In describing the opportunity to use the Access Programme to pilot his recommendations, he warns,

'consideration needs to be given to ensuring that while the primary aim of the procurements is to establish additional dental services, sufficient effort is put into coordinating and designing the testing of the care pathways and the contractual models', and he recommends that an immediate priority is to, Cross check the quality measures against the pathway and the data needs.

We've been promised the opportunity to work with the leaders of the strands of reform and, actually, John Milne, his GDPC team and the experienced BDA secretariat are a resource the Department of Health must not ignore. I'm wary though that, perhaps as a result of the Health Select Committee's highly critical report, or maybe just because after three years there is an opportunity to push agendas, much of the infrastructure for reform has already been put in place and there is an expectation that Steele recommendations can be landed onto the deck of a dental services oil tanker with its course previously set. I think that's to miss the point of the report but I'd love to be proved wrong.
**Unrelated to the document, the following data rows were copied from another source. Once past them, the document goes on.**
impl Emitter {
    fn new(
        component: &str,
        listeners: HashMap<String, Handler>,
        parent: Store,
        diagnostics: Diagnostics,
    ) -> Self {
        Self(Rc::new(EmitterInner {
            component: component.to_string(),
            listeners,
            parent,
            diagnostics,
        }))
    }

    /// Deliver `event` to the listener bound at the usage site. An event
    /// nobody listens to is reported and otherwise ignored.
    pub fn emit(&self, event: &str, args: &[Value]) {
        let Some(handler) = self.0.listeners.get(event) else {
            self.0.diagnostics.report_component(&ComponentError::UnknownEvent {
                component: self.0.component.clone(),
                event: event.to_string(),
            });
            return;
        };
        trace!(component = %self.0.component, event, "emit");
        if let Err(error) = handler.invoke_isolated(&self.0.parent, args) {
            self.0.diagnostics.report_component(&ComponentError::EmitDispatch {
                component: self.0.component.clone(),
                event: event.to_string(),
                error,
            });
        }
    }

    pub fn has_listener(&self, event: &str) -> bool {
        self.0.listeners.contains_key(event)
    }

    /// `emit(event, ...args)` as seen from template expressions.
    fn to_function(&self) -> Function {
        let emitter = self.clone();
        Function::new(move |args| {
            let event = args.first().map(Value::to_text).unwrap_or_default();
            emitter.emit(&event, args.get(1..).unwrap_or(&[]));
            Value::Undefined
        })
    }
}

impl fmt::Debug for Emitter {
    fn fmt(&self, f: &mut fmt::Formatter<'_>) -> fmt::Result {
        f.debug_struct("Emitter")
            .field("component", &self.0.component)
            .field("listeners", &self.0.listeners)
            .finish()
    }
}

/// Capabilities handed to `setup`.
#[derive(Debug, Clone)]
pub struct SetupContext {
    emitter: Emitter,
}

impl SetupContext {
    pub fn emit(&self, event: &str, args: &[Value]) {
        self.emitter.emit(event, args);
    }

    /// The emitter itself, for closures returned from `setup`.
    pub fn emitter(&self) -> &Emitter {
        &self.emitter
    }
}

// ═══════════════════════════════════════════════════════════════════════════════
// REGISTRY & HOOK
// ═══════════════════════════════════════════════════════════════════════════════

/// The component plugin installed into one runtime.
#[derive(Clone)]
pub struct Components {
    registry: Rc<RefCell<Registry>>,
    config: Rc<ResolverConfig>,
    diagnostics: Diagnostics,
    depth: Rc<Cell<usize>>,
}

impl Components {
    pub fn install(runtime: &Runtime) -> Self {
        Self::install_with(runtime, ResolverConfig::default())
    }

    pub fn install_with(runtime: &Runtime, config: ResolverConfig) -> Self {
        runtime.diagnostics().set_limit(config.diagnostic_limit);
        let components = Self {
            registry: Rc::new(RefCell::new(Registry::new())),
            config: Rc::new(config),
            diagnostics: runtime.diagnostics().clone(),
            depth: Rc::new(Cell::new(0)),
        };
        let hook = components.clone();
        runtime.add_hook(HookPoint::BeforeCompile, move |runtime, node, scope| {
            hook.resolve(runtime, node, scope)
        });
        components
    }

    /// Register `definition` under `name` (case-insensitive). Re-registering
    /// replaces the previous definition.
    pub fn register(&self, name: &str, definition: ComponentDefinition) -> Result<(), ComponentError> {
        let key = name.trim().to_lowercase();
        let reason = if key.is_empty() {
            Some("name is empty")
        } else if definition.template.trim().is_empty() {
            Some("template is empty")
        } else {
            None
        };
        if let Some(reason) = reason {
            let err = ComponentError::Registration {
                name: name.to_string(),
                reason,
            };
            self.diagnostics.report_component(&err);
            return Err(err);
        }
        debug!(component = %key, setup = definition.setup.is_some(), "registered component");
        self.registry.borrow_mut().insert(key, Rc::new(definition));
        Ok(())
    }

    pub fn unregister(&self, name: &str) -> bool {
        self.registry
            .borrow_mut()
            .remove(&name.trim().to_lowercase())
            .is_some()
    }

    pub fn contains(&self, name: &str) -> bool {
        self.registry
            .borrow()
            .contains_key(&name.trim().to_lowercase())
    }

    /// Registered names in sorted order.
    pub fn names(&self) -> Vec<String> {
        let mut names: Vec<String> = self.registry.borrow().keys().cloned().collect();
        names.sort();
        names
    }

    pub fn config(&self) -> &ResolverConfig {
        &self.config
    }

    pub fn diagnostics(&self) -> &Diagnostics {
        &self.diagnostics
    }

    /// Match a tag against the registry: the prefix-stripped name first,
    /// then the full tag.
    fn lookup(&self, tag: &str) -> Option<(String, Rc<ComponentDefinition>)> {
        let tag = tag.to_lowercase();
        let registry = self.registry.borrow();
        let prefix = self.config.prefix.to_lowercase();
        let stripped = match tag.strip_prefix(prefix.as_str()) {
            Some(rest) if !prefix.is_empty() && !rest.is_empty() => Some(rest),
            _ => None,
        };
        stripped
            .into_iter()
            .chain(std::iter::once(tag.as_str()))
            .find_map(|name| {
                registry
                    .get(name)
                    .map(|definition| (name.to_string(), Rc::clone(definition)))
            })
    }

    /// The before-compile hook.
    pub fn resolve(&self, runtime: &Runtime, node: &Handle, parent_scope: &CompileScope) -> Flow {
        let Some(tag) = dom::tag_name(node) else {
            return Flow::Continue;
        };
        let Some((name, definition)) = self.lookup(&tag) else {
            return Flow::Continue;
        };

        if self.depth.get() >= self.config.max_depth {
            self.reject(
                node,
                ComponentError::RecursionLimit {
                    name,
                    limit: self.config.max_depth,
                },
            );
            return Flow::Stop;
        }

        let root = match instantiate_template(&name, definition.template()) {
            Ok(root) => root,
            Err(err) => {
                self.reject(node, err);
                return Flow::Stop;
            }
        };
        debug!(component = %name, depth = self.depth.get(), "instantiating component");

        let child_state = Store::new();
        let mut listeners = HashMap::new();
        for (attr, value) in dom::attributes(node) {
            match attrs::classify(&attr, &value) {
                AttrBinding::Prop { name: prop, expression } => {
                    self.bind_prop(runtime, &name, prop, expression, parent_scope, &child_state);
                }
                AttrBinding::Listener { event, handler } => {
                    listeners.insert(event, handler);
                }
                AttrBinding::Class(tokens) => dom::add_classes(&root, &tokens),
                AttrBinding::Style(style) => {
                    dom::append_style(&root, &style, &self.config.style_separator);
                }
                AttrBinding::SlotTarget(_) => {}
                AttrBinding::Static { name: prop, value } => child_state.set(prop, value),
            }
        }

        let emitter = Emitter::new(
            &name,
            listeners,
            parent_scope.state().clone(),
            self.diagnostics.clone(),
        );
        child_state.define_method("emit", emitter.to_function());
        if let Some(setup) = definition.setup() {
            let context = SetupContext { emitter };
            if let Some(entries) = setup(&child_state, &context) {
                for (key, value) in entries {
                    child_state.set(key, value);
                }
            }
        }

        let projections = self.collect_projections(runtime, node, &root, parent_scope);

        if !dom::replace_with(node, root.clone()) {
            debug!(component = %name, "usage element has no parent, instance stays detached");
        }

        let child_scope = parent_scope.child(child_state);
        self.depth.set(self.depth.get() + 1);
        runtime.compile(&root, &child_scope);
        self.depth.set(self.depth.get() - 1);

        for projection in projections {
            projection.place();
        }
        Flow::Stop
    }

    fn reject(&self, node: &Handle, err: ComponentError) {
        self.diagnostics.report_component(&err);
        dom::detach(node);
    }

    fn bind_prop(
        &self,
        runtime: &Runtime,
        component: &str,
        prop: String,
        expression: String,
        parent_scope: &CompileScope,
        child_state: &Store,
    ) {
        let runtime = runtime.clone();
        let parent_state = parent_scope.state().clone();
        let child_state = child_state.clone();
        let diagnostics = self.diagnostics.clone();
        let component = component.to_string();
        let effect = watch_effect(move || match runtime.eval_exp(&expression, &parent_state) {
            Ok(value) => child_state.set(prop.as_str(), value),
            Err(error) => diagnostics.report_component(&ComponentError::PropEvaluation {
                component: component.clone(),
                prop: prop.clone(),
                expression: expression.clone(),
                error,
            }),
        });
        parent_scope.add_effect(effect);
    }

    /// Move usage children into per-slot holders and compile them against the
    /// parent scope. Slots that get nothing keep their fallback children.
    fn collect_projections(
        &self,
        runtime: &Runtime,
        usage: &Handle,
        root: &Handle,
        parent_scope: &CompileScope,
    ) -> Vec<Projection> {
        let slot_tag = self.config.slot_tag.to_lowercase();
        let mut projections: Vec<Projection> = dom::find_all(root, &|n: &Handle| {
            dom::tag_name(n).as_deref() == Some(slot_tag.as_str())
        })
        .into_iter()
        .map(Projection::new)
        .collect();

        for child in dom::children(usage) {
            let target = match dom::get_attribute(&child, "slot") {
                Some(slot) => projections
                    .iter()
                    .position(|p| p.name.as_deref() == Some(slot.as_str())),
                None => projections.iter().position(|p| p.name.is_none()),
            };
            match target {
                Some(index) => {
                    dom::remove_attribute(&child, "slot");
                    dom::append_child(&projections[index].holder, child);
                }
                None => {
                    trace!("discarding child with no matching slot");
                    dom::detach(&child);
                }
            }
        }

        for projection in &mut projections {
            projection.filled = dom::children(&projection.holder)
                .iter()
                .any(|n| !dom::is_insignificant(n));
            if projection.filled {
                for fallback in dom::children(&projection.marker) {
                    dom::detach(&fallback);
                }
                for node in dom::children(&projection.holder) {
                    runtime.compile(&node, parent_scope);
                }
            }
        }
        projections
    }
}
The concepts in Jimmy's report are dependent on each other. Each piece in the game cannot be played competently without regard for the others. It'll be easy to miss the point. It'll be easy not to look at the whole board. For some, it'll be easy deliberately to miss the point but I urge John Milne and his GDPC team to insist on the point. If we are passionate about the oral health of the nation and our responsibilities in improving and advancing it, then we had all better go back to page one of Jimmy Steele's report and read it again.